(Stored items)

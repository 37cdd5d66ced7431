//! The inference gateway seam.
//!
//! The engine treats the on-device runtime as an opaque collaborator behind
//! this trait: model lifecycle, sampling configuration, streamed single-turn
//! generation keyed by a session id, and session reset.

use async_trait::async_trait;
use futures::stream::BoxStream;

use crate::error::Result;
use crate::model::{Backend, GenerationParameters, GenerationRequest, ModelInfo, SessionId};

/// A finite, non-restartable sequence of streamed text fragments.
///
/// Terminates when generation completes; yields an error item on runtime
/// failure or cancellation of the underlying invocation.
pub type TokenStream = BoxStream<'static, Result<String>>;

/// Operations the core requires from the inference runtime.
///
/// Implementations must be safe to share across tasks (`Arc<dyn
/// InferenceGateway>`); the engine serializes actively-generating access
/// itself, one phase at a time.
#[async_trait]
pub trait InferenceGateway: Send + Sync {
    /// Loads `model` on `backend`. Fails with a gateway error when the
    /// runtime rejects the load.
    async fn load_model(
        &self,
        model: &ModelInfo,
        backend: Backend,
        disable_vision: bool,
        disable_audio: bool,
    ) -> Result<()>;

    /// Unloads the currently loaded model, if any.
    async fn unload_model(&self) -> Result<()>;

    /// Pushes sampling parameters. Absent values clear to runtime defaults,
    /// so `GenerationParameters::default()` restores the unset state.
    async fn set_generation_parameters(&self, params: GenerationParameters) -> Result<()>;

    /// Starts a streamed generation for `request` and returns the live
    /// token sequence.
    async fn generate_stream(&self, request: GenerationRequest) -> Result<TokenStream>;

    /// Clears internal runtime state associated with `session`.
    async fn reset_session(&self, session: &SessionId) -> Result<()>;

    /// The currently loaded model, if one is resident.
    async fn loaded_model(&self) -> Option<ModelInfo>;
}
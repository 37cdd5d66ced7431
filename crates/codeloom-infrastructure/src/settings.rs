//! Persisted user settings (selected model and backend).

use std::path::PathBuf;

use serde::{Deserialize, Serialize};

use codeloom_core::{Backend, LoomError, Result};

use crate::atomic_toml::AtomicTomlFile;

/// Settings persisted across runs.
#[derive(Debug, Clone, PartialEq, Eq, Serialize, Deserialize, Default)]
pub struct Settings {
    /// Id of the last selected model, if any.
    pub selected_model_id: Option<String>,
    /// Backend to load the model on.
    #[serde(default)]
    pub backend: Backend,
}

/// TOML-backed settings store under the user config directory.
pub struct SettingsStore {
    file: AtomicTomlFile<Settings>,
}

impl SettingsStore {
    /// Store at the default location (`<config-dir>/codeloom/settings.toml`).
    pub fn new_default() -> Result<Self> {
        let dir = dirs::config_dir()
            .ok_or_else(|| LoomError::config("cannot resolve a config directory"))?;
        Ok(Self::with_path(dir.join("codeloom").join("settings.toml")))
    }

    /// Store at a custom path (for testing).
    pub fn with_path(path: impl Into<PathBuf>) -> Self {
        Self {
            file: AtomicTomlFile::new(path),
        }
    }

    /// Loads the settings, falling back to defaults when the file is
    /// missing.
    pub fn load(&self) -> Result<Settings> {
        Ok(self.file.load()?.unwrap_or_default())
    }

    pub fn save(&self, settings: &Settings) -> Result<()> {
        self.file.save(settings)
    }
}

#[cfg(test)]
mod tests {
    use super::*;

    #[test]
    fn test_missing_settings_default() {
        let dir = tempfile::tempdir().unwrap();
        let store = SettingsStore::with_path(dir.path().join("settings.toml"));
        let settings = store.load().unwrap();
        assert_eq!(settings, Settings::default());
        assert_eq!(settings.backend, Backend::Cpu);
    }

    #[test]
    fn test_round_trip() {
        let dir = tempfile::tempdir().unwrap();
        let store = SettingsStore::with_path(dir.path().join("settings.toml"));
        let settings = Settings {
            selected_model_id: Some("tiny-coder".to_string()),
            backend: Backend::Gpu,
        };

        store.save(&settings).unwrap();
        assert_eq!(store.load().unwrap(), settings);
    }
}
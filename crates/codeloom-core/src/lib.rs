//! Codeloom core domain: shared error type, model/catalog types, the
//! inference gateway seam, observable engine state, and the creator domain.

pub mod artifact;
pub mod config;
pub mod creator;
pub mod error;
pub mod gateway;
pub mod model;
pub mod state;

// Re-export common error type
pub use error::{LoomError, Result};

pub use artifact::{CodeLanguage, GeneratedArtifact};
pub use config::EngineConfig;
pub use gateway::{InferenceGateway, TokenStream};
pub use model::{Backend, GenerationParameters, GenerationRequest, ModelInfo, SessionId};
pub use state::{EngineState, StateCell};
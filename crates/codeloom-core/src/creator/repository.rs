//! Repository trait for creator persistence.

use async_trait::async_trait;

use super::Creator;
use crate::error::Result;

/// Persistence seam for creators.
///
/// Implementations live in the infrastructure crate; tests use in-memory
/// mocks.
#[async_trait]
pub trait CreatorRepository: Send + Sync {
    async fn get_all(&self) -> Result<Vec<Creator>>;

    async fn find_by_id(&self, id: &str) -> Result<Option<Creator>>;

    async fn save(&self, creator: &Creator) -> Result<()>;

    async fn delete(&self, id: &str) -> Result<()>;
}
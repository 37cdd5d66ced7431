//! Generation parameter policy.
//!
//! Classifies the user prompt as creative vs. utility and derives the
//! sampling parameters pushed to the gateway for the cycle. The derived
//! parameters must always be cleared back to defaults once the cycle ends,
//! whatever the outcome; the orchestrator owns that cleanup.

use codeloom_core::{EngineConfig, GenerationParameters};

/// Keywords that mark a prompt as creative intent.
const CREATIVE_KEYWORDS: [&str; 4] = ["game", "story", "art", "creative"];

/// True when the prompt contains any creative keyword (case-insensitive
/// substring match).
pub fn is_creative_prompt(prompt: &str) -> bool {
    let lower = prompt.to_lowercase();
    CREATIVE_KEYWORDS
        .iter()
        .any(|keyword| lower.contains(keyword))
}

/// Derives the sampling parameters for one generation cycle.
///
/// Creative prompts get a higher temperature; top-k, top-p and max-tokens
/// are fixed.
pub fn derive_parameters(prompt: &str, config: &EngineConfig) -> GenerationParameters {
    let temperature = if is_creative_prompt(prompt) {
        config.creative_temperature
    } else {
        config.utility_temperature
    };

    GenerationParameters {
        max_tokens: Some(config.max_tokens),
        top_k: Some(config.top_k),
        top_p: Some(config.top_p),
        temperature: Some(temperature),
    }
}
//! Model catalog and generation-request domain types.

use serde::{Deserialize, Serialize};
use strum_macros::{Display, EnumString};
use uuid::Uuid;

/// Inference backend a model can be loaded on.
#[derive(
    Debug, Clone, Copy, PartialEq, Eq, Serialize, Deserialize, Display, EnumString, Default,
)]
#[strum(serialize_all = "lowercase")]
#[serde(rename_all = "lowercase")]
pub enum Backend {
    #[default]
    Cpu,
    Gpu,
}

/// A model known to the catalog.
#[derive(Debug, Clone, PartialEq, Eq, Serialize, Deserialize)]
pub struct ModelInfo {
    /// Stable identifier used in settings and gateway calls.
    pub id: String,
    /// Human-readable name for display surfaces.
    pub display_name: String,
    /// Local path or download URL of the model weights.
    pub path_or_url: String,
    /// Context window in tokens.
    #[serde(default = "default_context_window")]
    pub context_window: u32,
}

fn default_context_window() -> u32 {
    8192
}

/// Identifier scoping one generation call's runtime state.
///
/// A single user action produces up to two sessions (spec session, code
/// session); a session is never reused across phases.
#[derive(Debug, Clone, PartialEq, Eq, Hash, Serialize, Deserialize)]
pub struct SessionId(String);

impl SessionId {
    pub fn new() -> Self {
        Self(Uuid::new_v4().to_string())
    }

    pub fn as_str(&self) -> &str {
        &self.0
    }
}

impl Default for SessionId {
    fn default() -> Self {
        Self::new()
    }
}

impl std::fmt::Display for SessionId {
    fn fmt(&self, f: &mut std::fmt::Formatter<'_>) -> std::fmt::Result {
        f.write_str(&self.0)
    }
}

/// Sampling parameters pushed to the gateway before a generation.
///
/// All fields are optional; `None` clears the corresponding parameter back
/// to the runtime's default. `GenerationParameters::default()` therefore
/// represents the fully-unset state.
#[derive(Debug, Clone, Copy, PartialEq, Serialize, Deserialize, Default)]
pub struct GenerationParameters {
    pub max_tokens: Option<u32>,
    pub top_k: Option<u32>,
    pub top_p: Option<f32>,
    pub temperature: Option<f32>,
}

impl GenerationParameters {
    /// True when every parameter is unset (the runtime-default state).
    pub fn is_unset(&self) -> bool {
        self.max_tokens.is_none()
            && self.top_k.is_none()
            && self.top_p.is_none()
            && self.temperature.is_none()
    }
}

/// One streamed generation call against the gateway.
#[derive(Debug, Clone)]
pub struct GenerationRequest {
    /// Fully-built prompt text.
    pub prompt: String,
    /// Id of the model expected to serve the request.
    pub model_id: String,
    /// Session scoping this call's runtime state.
    pub session: SessionId,
}

impl GenerationRequest {
    pub fn new(prompt: impl Into<String>, model_id: impl Into<String>, session: SessionId) -> Self {
        Self {
            prompt: prompt.into(),
            model_id: model_id.into(),
            session,
        }
    }
}

#[cfg(test)]
mod tests {
    use super::*;

    #[test]
    fn test_session_ids_are_unique() {
        assert_ne!(SessionId::new(), SessionId::new());
    }

    #[test]
    fn test_default_parameters_are_unset() {
        assert!(GenerationParameters::default().is_unset());
        let params = GenerationParameters {
            temperature: Some(0.2),
            ..Default::default()
        };
        assert!(!params.is_unset());
    }

    #[test]
    fn test_backend_parse() {
        use std::str::FromStr;
        assert_eq!(Backend::from_str("gpu").unwrap(), Backend::Gpu);
        assert_eq!(Backend::default(), Backend::Cpu);
    }
}
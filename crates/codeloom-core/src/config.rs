//! Engine configuration.

use std::time::Duration;

/// Tunables for the two-phase generation engine.
///
/// Production defaults match the shipped behavior; tests shrink the
/// durations to keep runs fast.
#[derive(Debug, Clone)]
pub struct EngineConfig {
    /// Time budget for the architect (planning) phase. On expiry the cycle
    /// falls back to direct-prompt implementation.
    pub plan_timeout: Duration,
    /// Settle pause between the inter-phase session reset and the coder
    /// prompt. Mitigates the runtime's "previous invocation still
    /// processing" race.
    pub handoff_settle: Duration,
    /// Temperature applied to prompts classified as creative.
    pub creative_temperature: f32,
    /// Temperature applied to utility prompts.
    pub utility_temperature: f32,
    /// Fixed top-k for all generations.
    pub top_k: u32,
    /// Fixed top-p for all generations.
    pub top_p: f32,
    /// Fixed max-tokens for all generations.
    pub max_tokens: u32,
}

impl Default for EngineConfig {
    fn default() -> Self {
        Self {
            plan_timeout: Duration::from_secs(30),
            handoff_settle: Duration::from_millis(500),
            creative_temperature: 0.6,
            utility_temperature: 0.2,
            top_k: 40,
            top_p: 0.95,
            max_tokens: 8192,
        }
    }
}
//! Codeloom generation engine: parameter policy, prompt templates, the
//! two-phase orchestrator, streamed accumulation, and code extraction.

pub mod extract;
pub mod orchestrator;
pub mod params;
pub mod prompt;
pub mod stream;

pub use orchestrator::GenerationEngine;
//! Default creator presets seeded on first run.

use super::Creator;

/// Built-in creators available before the user saves any of their own.
pub fn default_creators() -> Vec<Creator> {
    vec![
        Creator::new(
            "Arcade",
            "retro game developer",
            "Playable browser games with keyboard controls, bold colors and a visible score.",
        ),
        Creator::new(
            "Sketch",
            "generative artist",
            "Canvas-based visuals, smooth animation loops, parameters easy to tweak at the top of the file.",
        ),
        Creator::new(
            "Toolsmith",
            "utility developer",
            "Small single-purpose tools with a plain interface and no external dependencies.",
        ),
    ]
}

#[cfg(test)]
mod tests {
    use super::*;

    #[test]
    fn test_presets_are_distinct() {
        let presets = default_creators();
        assert_eq!(presets.len(), 3);
        assert_ne!(presets[0].id, presets[1].id);
    }
}
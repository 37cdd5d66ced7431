//! Generated-code artifact types.

use serde::{Deserialize, Serialize};
use strum_macros::{Display, EnumString};

/// Language classification of an extracted code artifact.
#[derive(
    Debug, Clone, Copy, PartialEq, Eq, Serialize, Deserialize, Display, EnumString, Default,
)]
#[strum(serialize_all = "lowercase")]
#[serde(rename_all = "lowercase")]
pub enum CodeLanguage {
    Html,
    Python,
    Javascript,
    #[default]
    Unknown,
}

impl CodeLanguage {
    /// File extension conventionally used when saving an artifact of this language.
    pub fn extension(&self) -> &'static str {
        match self {
            Self::Html => "html",
            Self::Python => "py",
            Self::Javascript => "js",
            Self::Unknown => "txt",
        }
    }

    /// Whether the artifact can be previewed directly in an embedded browser view.
    pub fn is_browser_renderable(&self) -> bool {
        matches!(self, Self::Html | Self::Javascript)
    }
}

/// The final classified result of one generation cycle.
///
/// During streaming the artifact exists in raw form (accumulating text,
/// language `Unknown`); the extraction step classifies it exactly once after
/// the stream completes.
#[derive(Debug, Clone, PartialEq, Eq, Serialize, Deserialize, Default)]
pub struct GeneratedArtifact {
    /// Extracted (or raw, pre-extraction) source text.
    pub code: String,
    /// Classified language of `code`.
    pub language: CodeLanguage,
}

impl GeneratedArtifact {
    pub fn new(code: impl Into<String>, language: CodeLanguage) -> Self {
        Self {
            code: code.into(),
            language,
        }
    }

    /// Raw, unclassified artifact as it exists while tokens are streaming in.
    pub fn raw(code: impl Into<String>) -> Self {
        Self::new(code, CodeLanguage::Unknown)
    }
}

#[cfg(test)]
mod tests {
    use super::*;

    #[test]
    fn test_language_display() {
        assert_eq!(CodeLanguage::Html.to_string(), "html");
        assert_eq!(CodeLanguage::Python.to_string(), "python");
        assert_eq!(CodeLanguage::Unknown.to_string(), "unknown");
    }

    #[test]
    fn test_raw_artifact_is_unknown() {
        let artifact = GeneratedArtifact::raw("print(1)");
        assert_eq!(artifact.language, CodeLanguage::Unknown);
        assert_eq!(artifact.code, "print(1)");
    }
}
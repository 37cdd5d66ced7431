//! Directory-backed CreatorRepository implementation.
//!
//! Directory structure (one creator = one file):
//! ```text
//! base_dir/
//! └── creators/
//!     ├── <uuid-1>.toml
//!     ├── <uuid-2>.toml
//!     └── <uuid-3>.toml
//! ```

use std::path::{Path, PathBuf};

use async_trait::async_trait;
use tokio::fs;

use codeloom_core::creator::{Creator, CreatorRepository, default_creators};
use codeloom_core::{LoomError, Result};

pub struct TomlDirCreatorRepository {
    dir: PathBuf,
}

impl TomlDirCreatorRepository {
    /// Repository under the default location
    /// (`<config-dir>/codeloom/creators/`).
    pub fn new_default() -> Result<Self> {
        let dir = dirs::config_dir()
            .ok_or_else(|| LoomError::config("cannot resolve a config directory"))?;
        Ok(Self::with_dir(dir.join("codeloom").join("creators")))
    }

    /// Repository under a custom directory (for testing).
    pub fn with_dir(dir: impl Into<PathBuf>) -> Self {
        Self { dir: dir.into() }
    }

    fn file_path(&self, id: &str) -> PathBuf {
        self.dir.join(format!("{id}.toml"))
    }

    async fn ensure_dir(&self) -> Result<()> {
        fs::create_dir_all(&self.dir).await?;
        Ok(())
    }

    /// Seeds the built-in presets when the repository is empty.
    pub async fn ensure_seeded(&self) -> Result<()> {
        if self.get_all().await?.is_empty() {
            for creator in default_creators() {
                self.save(&creator).await?;
            }
        }
        Ok(())
    }

    async fn read_creator(path: &Path) -> Result<Creator> {
        let raw = fs::read_to_string(path).await?;
        Ok(toml::from_str(&raw)?)
    }
}

#[async_trait]
impl CreatorRepository for TomlDirCreatorRepository {
    async fn get_all(&self) -> Result<Vec<Creator>> {
        let mut entries = match fs::read_dir(&self.dir).await {
            Ok(entries) => entries,
            Err(err) if err.kind() == std::io::ErrorKind::NotFound => return Ok(Vec::new()),
            Err(err) => return Err(err.into()),
        };

        let mut creators = Vec::new();
        while let Some(entry) = entries.next_entry().await? {
            let path = entry.path();
            if path.extension().and_then(|e| e.to_str()) != Some("toml") {
                continue;
            }
            match Self::read_creator(&path).await {
                Ok(creator) => creators.push(creator),
                Err(err) => {
                    tracing::warn!("[CreatorRepository] skipping unreadable {path:?}: {err}")
                }
            }
        }
        creators.sort_by(|a, b| a.created_at.cmp(&b.created_at));
        Ok(creators)
    }

    async fn find_by_id(&self, id: &str) -> Result<Option<Creator>> {
        let path = self.file_path(id);
        match fs::read_to_string(&path).await {
            Ok(raw) => Ok(Some(toml::from_str(&raw)?)),
            Err(err) if err.kind() == std::io::ErrorKind::NotFound => Ok(None),
            Err(err) => Err(err.into()),
        }
    }

    async fn save(&self, creator: &Creator) -> Result<()> {
        self.ensure_dir().await?;
        let rendered = toml::to_string_pretty(creator)?;
        let path = self.file_path(&creator.id);
        let tmp = path.with_extension("toml.tmp");
        fs::write(&tmp, rendered).await?;
        fs::rename(&tmp, &path).await?;
        Ok(())
    }

    async fn delete(&self, id: &str) -> Result<()> {
        match fs::remove_file(self.file_path(id)).await {
            Ok(()) => Ok(()),
            Err(err) if err.kind() == std::io::ErrorKind::NotFound => {
                Err(LoomError::not_found("creator", id))
            }
            Err(err) => Err(err.into()),
        }
    }
}

#[cfg(test)]
mod tests {
    use super::*;

    fn repo() -> (tempfile::TempDir, TomlDirCreatorRepository) {
        let dir = tempfile::tempdir().unwrap();
        let repo = TomlDirCreatorRepository::with_dir(dir.path().join("creators"));
        (dir, repo)
    }

    #[tokio::test]
    async fn test_empty_repository() {
        let (_guard, repo) = repo();
        assert!(repo.get_all().await.unwrap().is_empty());
        assert!(repo.find_by_id("missing").await.unwrap().is_none());
    }

    #[tokio::test]
    async fn test_save_find_delete() {
        let (_guard, repo) = repo();
        let creator = Creator::new("Pixel", "game designer", "retro palette");

        repo.save(&creator).await.unwrap();
        let found = repo.find_by_id(&creator.id).await.unwrap();
        assert_eq!(found, Some(creator.clone()));

        repo.delete(&creator.id).await.unwrap();
        assert!(repo.find_by_id(&creator.id).await.unwrap().is_none());
        assert!(repo.delete(&creator.id).await.unwrap_err().is_not_found());
    }

    #[tokio::test]
    async fn test_seeding_is_idempotent() {
        let (_guard, repo) = repo();
        repo.ensure_seeded().await.unwrap();
        let first = repo.get_all().await.unwrap();
        assert!(!first.is_empty());

        repo.ensure_seeded().await.unwrap();
        assert_eq!(repo.get_all().await.unwrap().len(), first.len());
    }
}
//! Creator domain module.
//!
//! A creator is a saved authoring persona that flavors the implementation
//! prompt (tone, stack preferences, visual style). Persistence is simple
//! CRUD over [`CreatorRepository`].

mod model;
mod preset;
mod repository;

pub use model::Creator;
pub use preset::default_creators;
pub use repository::CreatorRepository;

» TASK PROMPT
Give back exactly the lines above, from the line containing "impl std::fmt::Display for" through the line containing "to the runtime's", with both end lines and nothing more.

» ANSWER SECTION
impl std::fmt::Display for SessionId {
    fn fmt(&self, f: &mut std::fmt::Formatter<'_>) -> std::fmt::Result {
        f.write_str(&self.0)
    }
}

/// Sampling parameters pushed to the gateway before a generation.
///
/// All fields are optional; `None` clears the corresponding parameter back
/// to the runtime's default. `GenerationParameters::default()` therefore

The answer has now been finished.